Tobacco Control include policies designed to prevent and reduce tobacco use, such as smokefree air laws, access to quit smoking support, tobacco taxes, efforts to raise the minimum age of sale of tobacco products to 21, and more. These are proven policies that have been found to not only save lives, but also reduce tobacco-related disease, ultimately saving states and our federal government healthcare costs.
The American Lung Association knows the value of the MSA funds firsthand, as it has funded and implemented programs and services that benefit millions of Americans. The American Lung Association’s tollfree Lung HelpLine and Tobacco QuitLine was funded in part by MSA funds, and offers free, on-demand quit smoking support from tobacco treatment specialists and registered nurses that has successfully helped hundreds of thousands of smokers quit.
With MSA funding the Lung Association is helping smokers quit with proven methods through the Freedom From Smoking® program in both Hawaii and Ohio, and we are also working to help prevent kids from beginning smoking in Ohio, Wisconsin, West Virginia, Idaho, Pennsylvania, Vermont, Nevada, Arkansas and more. Funding is also helping to secure more smokefree spaces in New Mexico, Alaska and Nevada.

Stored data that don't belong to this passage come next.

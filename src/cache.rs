use std::collections::HashMap;

use crate::dismiss;
use crate::models::{CacheEntry, PageResult};

/// Session-scoped map from search term to the hits fetched for it so far.
///
/// Every update returns a new cache and leaves `self` untouched, so callers
/// can keep the previous value around and compare. Entries are never evicted.
#[derive(Debug, Clone, Default, PartialEq, Eq)]
pub struct QueryCache {
    entries: HashMap<String, CacheEntry>,
}

impl QueryCache {
    pub fn new() -> Self {
        Self::default()
    }

    pub fn get(&self, key: &str) -> Option<&CacheEntry> {
        self.entries.get(key)
    }

    pub fn contains(&self, key: &str) -> bool {
        self.entries.contains_key(key)
    }

    pub fn is_empty(&self) -> bool {
        self.entries.is_empty()
    }

    /// Appends the page's hits to the entry for its key (creating it on first
    /// sight) and records the page number. Duplicate ids are kept.
    pub fn merge(&self, result: PageResult) -> Self {
        let mut entries = self.entries.clone();
        let PageResult { key, hits, page } = result;

        let merged = match entries.remove(&key) {
            Some(existing) => {
                let mut all = existing.hits;
                all.extend(hits);
                CacheEntry { hits: all, page }
            }
            None => CacheEntry { hits, page },
        };
        entries.insert(key, merged);

        Self { entries }
    }

    /// Removes the first hit with `hit_id` from the entry for `key`.
    /// An absent key yields an unchanged copy.
    pub fn with_dismissed(&self, key: &str, hit_id: &str) -> Self {
        let Some(entry) = self.entries.get(key) else {
            return self.clone();
        };

        let mut entries = self.entries.clone();
        entries.insert(
            key.to_string(),
            CacheEntry {
                hits: dismiss::without_first(&entry.hits, hit_id),
                page: entry.page,
            },
        );

        Self { entries }
    }

    /// Page to request when loading more for `key`: one past the last merged
    /// page, or 0 if nothing has been merged yet.
    pub fn next_page(&self, key: &str) -> u32 {
        self.entries.get(key).map_or(0, |entry| entry.page + 1)
    }
}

These are important efforts to prevent and reduce tobacco use, and the Lung Association has and will continue to focus on these efforts with or without MSA funding. However, as we ask in our annual “State of Tobacco Control” report – a report which grades states on their efforts to implement tobacco control policies and help smokers quit – are states doing enough?
Programs like these are a lifeline for smokers trying to quit, workers trying to protect themselves from the harms of secondhand smoke and preventing kids from ever starting tobacco use; however, states aren’t always using the MSA funds toward these efforts. In fact, as we’ve reported before, despite receiving huge annual sums from tobacco settlements and collecting billions more in tobacco taxes; in the past 20 years, states have by and large failed to fund tobacco prevention and cessation programs at the levels needed to drive down smoking rates.
While at the time of the MSA, many states did establish tobacco control programs - very few states have funded them at Centers for Disease Control and Prevention (CDC)-recommended levels over the last 20 years. And only one state funded these programs at CDC-recommended levels in fiscal year 2018, according to the Lung Association’s annual “State of Tobacco Control” report. In Fiscal Year 2018, the states collected $27.5 billion from tobacco settlement payments and taxes. But they will spend less than 3 percent of it – $721.6 million – on programs to prevent kids from smoking and help smokers quit.
The good news is that when it comes to helping smokers quit, we know what works – tobacco control efforts. Perhaps just as importantly, states have a way to pay for it through the Tobacco Master Settlement Agreement funds. All that remains is for states to do the right thing for the health of residents, and to fund these tobacco control efforts at appropriate levels. We’ll see a strong return on investment not only for lives saved and a reduction in tobacco-related disease, but also in reduced healthcare costs. It’s the smart thing to do—we just need our leaders to find the will to make it happen.